WHAT IS REQUIRED:
Extract every line below that contains the word "ProviderProfile".

(Stored data entries)
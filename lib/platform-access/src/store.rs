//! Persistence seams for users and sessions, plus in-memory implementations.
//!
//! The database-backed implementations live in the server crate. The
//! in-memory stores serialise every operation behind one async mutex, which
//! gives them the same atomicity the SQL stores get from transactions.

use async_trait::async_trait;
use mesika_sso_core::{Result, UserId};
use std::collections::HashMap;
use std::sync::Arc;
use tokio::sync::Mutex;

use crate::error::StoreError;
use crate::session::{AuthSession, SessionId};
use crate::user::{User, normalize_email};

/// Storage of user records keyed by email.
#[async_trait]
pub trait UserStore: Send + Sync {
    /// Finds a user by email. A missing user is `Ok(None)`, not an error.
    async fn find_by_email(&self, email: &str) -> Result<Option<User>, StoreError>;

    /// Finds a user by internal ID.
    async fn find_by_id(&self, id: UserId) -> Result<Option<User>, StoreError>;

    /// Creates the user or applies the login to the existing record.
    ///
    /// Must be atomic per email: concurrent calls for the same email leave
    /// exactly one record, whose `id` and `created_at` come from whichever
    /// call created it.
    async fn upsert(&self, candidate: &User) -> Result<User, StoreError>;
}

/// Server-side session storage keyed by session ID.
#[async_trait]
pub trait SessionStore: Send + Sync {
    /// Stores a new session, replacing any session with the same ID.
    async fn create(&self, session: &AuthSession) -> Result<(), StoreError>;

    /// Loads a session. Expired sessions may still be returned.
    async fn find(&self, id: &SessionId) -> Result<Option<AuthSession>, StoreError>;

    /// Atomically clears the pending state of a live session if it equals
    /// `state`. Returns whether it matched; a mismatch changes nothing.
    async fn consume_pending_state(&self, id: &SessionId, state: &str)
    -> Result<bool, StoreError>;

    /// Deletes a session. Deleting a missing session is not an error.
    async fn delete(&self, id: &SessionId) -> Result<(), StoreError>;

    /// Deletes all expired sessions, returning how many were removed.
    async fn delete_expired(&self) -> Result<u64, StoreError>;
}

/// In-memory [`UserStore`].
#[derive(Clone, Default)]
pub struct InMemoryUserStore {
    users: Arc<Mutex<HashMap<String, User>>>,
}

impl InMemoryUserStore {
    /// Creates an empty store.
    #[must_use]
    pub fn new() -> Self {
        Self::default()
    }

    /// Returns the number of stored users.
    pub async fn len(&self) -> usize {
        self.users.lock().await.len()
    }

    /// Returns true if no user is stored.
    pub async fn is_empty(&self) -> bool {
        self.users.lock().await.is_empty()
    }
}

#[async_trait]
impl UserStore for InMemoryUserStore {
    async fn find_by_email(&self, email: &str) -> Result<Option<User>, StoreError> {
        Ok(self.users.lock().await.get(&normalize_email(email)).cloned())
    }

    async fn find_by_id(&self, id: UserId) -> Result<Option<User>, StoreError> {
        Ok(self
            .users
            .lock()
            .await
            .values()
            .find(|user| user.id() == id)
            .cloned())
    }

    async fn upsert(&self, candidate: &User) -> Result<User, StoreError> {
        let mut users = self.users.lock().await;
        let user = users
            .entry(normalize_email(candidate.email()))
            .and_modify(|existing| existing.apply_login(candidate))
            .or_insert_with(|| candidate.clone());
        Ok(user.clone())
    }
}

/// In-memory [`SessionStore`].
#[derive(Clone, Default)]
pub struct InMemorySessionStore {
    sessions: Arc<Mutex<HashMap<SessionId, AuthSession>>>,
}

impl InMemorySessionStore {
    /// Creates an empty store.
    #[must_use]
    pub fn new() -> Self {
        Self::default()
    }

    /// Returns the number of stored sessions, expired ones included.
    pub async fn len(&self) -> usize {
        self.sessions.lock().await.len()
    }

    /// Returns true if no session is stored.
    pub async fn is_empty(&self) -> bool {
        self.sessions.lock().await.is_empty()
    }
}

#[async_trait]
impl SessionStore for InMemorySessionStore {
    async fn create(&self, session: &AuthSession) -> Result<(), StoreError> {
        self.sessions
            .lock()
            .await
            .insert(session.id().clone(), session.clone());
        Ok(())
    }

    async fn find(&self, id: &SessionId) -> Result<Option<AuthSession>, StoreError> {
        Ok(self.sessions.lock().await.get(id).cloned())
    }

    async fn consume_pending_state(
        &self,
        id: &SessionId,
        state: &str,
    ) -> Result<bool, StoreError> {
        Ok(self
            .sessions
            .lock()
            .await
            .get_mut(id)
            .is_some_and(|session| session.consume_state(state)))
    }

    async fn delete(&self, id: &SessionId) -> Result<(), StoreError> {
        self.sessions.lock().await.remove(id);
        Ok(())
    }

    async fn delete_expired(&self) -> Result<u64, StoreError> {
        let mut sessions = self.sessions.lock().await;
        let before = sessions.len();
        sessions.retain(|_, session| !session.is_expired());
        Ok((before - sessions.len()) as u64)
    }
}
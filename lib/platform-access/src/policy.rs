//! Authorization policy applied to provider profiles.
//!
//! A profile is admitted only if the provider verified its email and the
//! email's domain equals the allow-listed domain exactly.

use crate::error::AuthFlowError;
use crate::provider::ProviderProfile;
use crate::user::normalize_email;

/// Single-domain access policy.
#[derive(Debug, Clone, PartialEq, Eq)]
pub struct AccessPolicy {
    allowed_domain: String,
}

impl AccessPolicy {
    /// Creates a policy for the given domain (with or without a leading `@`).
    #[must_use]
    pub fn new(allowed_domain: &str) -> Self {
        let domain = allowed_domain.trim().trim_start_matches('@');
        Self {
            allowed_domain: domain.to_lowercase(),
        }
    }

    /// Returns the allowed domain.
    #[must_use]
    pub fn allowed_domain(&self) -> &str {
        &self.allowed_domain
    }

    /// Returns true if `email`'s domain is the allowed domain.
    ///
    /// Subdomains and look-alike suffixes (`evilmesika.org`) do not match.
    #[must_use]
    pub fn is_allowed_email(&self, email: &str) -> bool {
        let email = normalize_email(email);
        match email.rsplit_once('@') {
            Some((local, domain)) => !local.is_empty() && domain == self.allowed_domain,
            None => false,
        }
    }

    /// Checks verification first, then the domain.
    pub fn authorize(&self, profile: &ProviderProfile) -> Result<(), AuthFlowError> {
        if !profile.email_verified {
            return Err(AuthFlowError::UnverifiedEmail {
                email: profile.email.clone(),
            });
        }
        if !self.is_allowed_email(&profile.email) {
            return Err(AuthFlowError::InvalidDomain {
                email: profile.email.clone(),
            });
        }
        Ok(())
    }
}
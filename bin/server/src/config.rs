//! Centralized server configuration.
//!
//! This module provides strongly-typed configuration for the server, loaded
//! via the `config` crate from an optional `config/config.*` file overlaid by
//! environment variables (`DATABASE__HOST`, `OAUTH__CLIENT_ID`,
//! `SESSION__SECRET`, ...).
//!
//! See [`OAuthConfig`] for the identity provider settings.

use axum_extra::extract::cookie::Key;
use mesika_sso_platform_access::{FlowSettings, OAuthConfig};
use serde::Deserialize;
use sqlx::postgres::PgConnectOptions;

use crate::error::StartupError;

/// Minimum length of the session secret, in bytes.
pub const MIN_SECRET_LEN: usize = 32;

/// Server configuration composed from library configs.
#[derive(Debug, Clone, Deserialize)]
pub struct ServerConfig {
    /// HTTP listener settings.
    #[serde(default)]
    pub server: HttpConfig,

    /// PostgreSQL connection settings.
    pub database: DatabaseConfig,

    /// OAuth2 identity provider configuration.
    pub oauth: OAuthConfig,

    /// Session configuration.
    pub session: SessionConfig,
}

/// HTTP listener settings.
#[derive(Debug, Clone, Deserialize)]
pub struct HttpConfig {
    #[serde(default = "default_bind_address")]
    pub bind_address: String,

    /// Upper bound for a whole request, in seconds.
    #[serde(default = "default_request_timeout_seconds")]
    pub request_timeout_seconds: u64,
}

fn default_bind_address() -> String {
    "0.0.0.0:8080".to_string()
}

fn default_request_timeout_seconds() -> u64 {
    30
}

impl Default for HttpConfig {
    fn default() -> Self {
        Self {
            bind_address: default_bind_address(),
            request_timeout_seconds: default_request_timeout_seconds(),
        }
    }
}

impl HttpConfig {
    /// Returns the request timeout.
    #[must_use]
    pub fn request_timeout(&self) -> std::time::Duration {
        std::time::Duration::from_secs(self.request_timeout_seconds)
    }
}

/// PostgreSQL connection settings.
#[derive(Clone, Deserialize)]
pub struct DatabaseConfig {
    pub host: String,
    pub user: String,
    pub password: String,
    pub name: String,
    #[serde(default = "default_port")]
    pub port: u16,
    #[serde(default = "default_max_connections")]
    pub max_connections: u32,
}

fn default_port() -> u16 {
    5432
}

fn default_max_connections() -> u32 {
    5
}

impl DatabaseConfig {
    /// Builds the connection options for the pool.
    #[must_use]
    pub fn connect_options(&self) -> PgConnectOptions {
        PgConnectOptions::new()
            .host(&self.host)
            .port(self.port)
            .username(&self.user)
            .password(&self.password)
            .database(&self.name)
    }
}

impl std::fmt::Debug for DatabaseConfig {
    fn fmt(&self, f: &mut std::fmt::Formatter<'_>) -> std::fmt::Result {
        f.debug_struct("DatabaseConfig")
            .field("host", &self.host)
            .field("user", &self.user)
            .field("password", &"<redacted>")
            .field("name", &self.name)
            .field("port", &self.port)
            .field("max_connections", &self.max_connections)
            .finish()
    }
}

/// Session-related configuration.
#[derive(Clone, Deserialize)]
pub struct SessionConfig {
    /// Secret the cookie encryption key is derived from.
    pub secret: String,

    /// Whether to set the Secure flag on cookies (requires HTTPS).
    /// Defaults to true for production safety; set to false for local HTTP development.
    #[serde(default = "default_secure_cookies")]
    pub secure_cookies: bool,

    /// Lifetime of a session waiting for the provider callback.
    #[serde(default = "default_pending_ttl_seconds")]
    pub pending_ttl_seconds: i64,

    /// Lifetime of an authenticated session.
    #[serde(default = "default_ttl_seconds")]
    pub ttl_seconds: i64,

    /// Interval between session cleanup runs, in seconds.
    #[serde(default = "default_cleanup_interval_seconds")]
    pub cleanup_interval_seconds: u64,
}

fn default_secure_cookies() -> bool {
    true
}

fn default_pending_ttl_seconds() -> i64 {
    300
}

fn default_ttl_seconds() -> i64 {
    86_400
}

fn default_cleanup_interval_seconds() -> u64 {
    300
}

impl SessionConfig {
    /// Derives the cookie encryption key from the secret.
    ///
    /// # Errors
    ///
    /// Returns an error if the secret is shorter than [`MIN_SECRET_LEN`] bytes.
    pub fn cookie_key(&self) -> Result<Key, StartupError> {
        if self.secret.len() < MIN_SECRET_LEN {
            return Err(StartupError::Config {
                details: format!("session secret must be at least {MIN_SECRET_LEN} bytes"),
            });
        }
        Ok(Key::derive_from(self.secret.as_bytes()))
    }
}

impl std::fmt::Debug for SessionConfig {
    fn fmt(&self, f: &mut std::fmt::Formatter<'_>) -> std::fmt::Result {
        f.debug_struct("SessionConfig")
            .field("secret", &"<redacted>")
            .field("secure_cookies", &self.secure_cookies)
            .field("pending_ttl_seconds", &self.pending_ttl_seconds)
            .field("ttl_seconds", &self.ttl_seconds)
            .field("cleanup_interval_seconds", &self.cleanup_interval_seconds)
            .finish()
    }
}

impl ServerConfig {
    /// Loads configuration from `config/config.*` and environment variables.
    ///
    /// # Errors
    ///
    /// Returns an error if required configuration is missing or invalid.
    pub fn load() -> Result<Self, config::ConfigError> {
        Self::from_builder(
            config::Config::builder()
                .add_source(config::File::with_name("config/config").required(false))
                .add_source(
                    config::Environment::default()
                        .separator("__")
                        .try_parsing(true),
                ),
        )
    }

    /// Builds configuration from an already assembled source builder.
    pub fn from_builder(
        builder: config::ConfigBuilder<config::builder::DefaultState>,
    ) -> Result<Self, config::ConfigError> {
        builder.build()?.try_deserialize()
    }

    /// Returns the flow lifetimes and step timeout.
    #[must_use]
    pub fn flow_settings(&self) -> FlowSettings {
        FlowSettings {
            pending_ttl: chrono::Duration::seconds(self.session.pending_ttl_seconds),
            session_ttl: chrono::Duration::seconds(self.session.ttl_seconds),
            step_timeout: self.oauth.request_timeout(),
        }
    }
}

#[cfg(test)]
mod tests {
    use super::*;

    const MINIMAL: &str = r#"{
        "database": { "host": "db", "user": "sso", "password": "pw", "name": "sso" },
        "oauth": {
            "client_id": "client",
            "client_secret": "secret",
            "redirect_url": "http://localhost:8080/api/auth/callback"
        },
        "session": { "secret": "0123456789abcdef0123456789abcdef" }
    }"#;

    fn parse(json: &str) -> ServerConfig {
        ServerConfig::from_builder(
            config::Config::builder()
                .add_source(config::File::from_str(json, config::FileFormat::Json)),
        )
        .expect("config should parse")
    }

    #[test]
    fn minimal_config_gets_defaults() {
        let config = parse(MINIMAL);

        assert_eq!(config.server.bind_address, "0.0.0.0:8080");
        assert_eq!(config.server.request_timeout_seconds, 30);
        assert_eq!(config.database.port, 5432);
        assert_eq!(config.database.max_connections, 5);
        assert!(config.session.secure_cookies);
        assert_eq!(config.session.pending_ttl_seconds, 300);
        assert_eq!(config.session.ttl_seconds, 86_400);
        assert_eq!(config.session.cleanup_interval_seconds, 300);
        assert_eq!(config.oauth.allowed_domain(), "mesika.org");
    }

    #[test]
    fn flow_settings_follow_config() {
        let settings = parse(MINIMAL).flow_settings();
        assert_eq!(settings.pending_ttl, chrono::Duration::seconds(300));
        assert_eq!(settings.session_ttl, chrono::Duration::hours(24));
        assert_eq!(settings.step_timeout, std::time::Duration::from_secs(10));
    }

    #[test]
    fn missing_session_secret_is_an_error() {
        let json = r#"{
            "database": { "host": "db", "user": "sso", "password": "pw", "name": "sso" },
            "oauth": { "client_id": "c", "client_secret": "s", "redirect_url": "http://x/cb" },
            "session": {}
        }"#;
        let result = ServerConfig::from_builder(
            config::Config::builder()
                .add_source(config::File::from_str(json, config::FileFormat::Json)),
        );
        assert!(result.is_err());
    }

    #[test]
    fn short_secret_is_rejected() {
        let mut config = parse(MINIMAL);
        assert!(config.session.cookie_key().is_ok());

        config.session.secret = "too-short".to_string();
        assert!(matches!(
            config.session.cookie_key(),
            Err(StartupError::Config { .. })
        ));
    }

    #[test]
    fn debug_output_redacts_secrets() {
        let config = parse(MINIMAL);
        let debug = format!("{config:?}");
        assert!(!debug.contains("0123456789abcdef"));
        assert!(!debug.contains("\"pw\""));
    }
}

EXERCISE OUTPUT:
use crate::provider::ProviderProfile;
    pub fn authorize(&self, profile: &ProviderProfile) -> Result<(), AuthFlowError> {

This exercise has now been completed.